Only some lines are wanted. Transcribe, exactly, the lines below from the line with "that never failed." up to and including the line with "in effect while".

--

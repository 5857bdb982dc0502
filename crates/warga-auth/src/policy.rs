use chrono::{DateTime, Duration, Utc};

use warga_data::User;

pub const DEFAULT_MAX_FAILED_ATTEMPTS: u32 = 5;
pub const DEFAULT_LOCKOUT_MINUTES: i64 = 15;

#[derive(Debug, Clone, Copy, PartialEq, Eq)]
pub enum AccountState {
    Active,
    Locked { until: DateTime<Utc> },
}

/// Account lockout parameters. One policy is used for
/// every account and every storage backend.
#[derive(Debug, Clone, Copy, PartialEq, Eq)]
pub struct LockoutPolicy {
    pub max_failed_attempts: u32,
    pub lockout_duration: Duration,
}

impl Default for LockoutPolicy {
    fn default() -> Self {
        Self {
            max_failed_attempts: DEFAULT_MAX_FAILED_ATTEMPTS,
            lockout_duration: Duration::minutes(DEFAULT_LOCKOUT_MINUTES),
        }
    }
}

impl LockoutPolicy {
    /// A threshold below one would lock accounts that never failed.
    pub fn new(max_failed_attempts: u32, lockout_duration: Duration) -> Self {
        Self {
            max_failed_attempts: max_failed_attempts.max(1),
            lockout_duration,
        }
    }

    /// State of an account at a point in time. A lock is
    /// in effect while `now` is before `locked_until`.
    pub fn state(&self, user: &User, now: DateTime<Utc>) -> AccountState {
        match user.locked_until {
            Some(until) if now < until => AccountState::Locked { until },
            _ => AccountState::Active,
        }
    }

    /// Count a failed credential check. Returns true if the
    /// account got locked by it.
    pub fn register_failure(&self, user: &mut User, now: DateTime<Utc>) -> bool {
        user.failed_attempts = user.failed_attempts.saturating_add(1);
        if user.failed_attempts >= self.max_failed_attempts {
            user.locked_until = Some(now + self.lockout_duration);
            return true;
        }
        false
    }

    /// Clear all lock bookkeeping
    pub fn reset(&self, user: &mut User) {
        user.failed_attempts = 0;
        user.locked_until = None;
    }
}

--

## [TASK RESULT]
    /// A threshold below one would lock accounts that never failed.
    pub fn new(max_failed_attempts: u32, lockout_duration: Duration) -> Self {
        Self {
            max_failed_attempts: max_failed_attempts.max(1),
            lockout_duration,
        }
    }

    /// State of an account at a point in time. A lock is
    /// in effect while `now` is before `locked_until`.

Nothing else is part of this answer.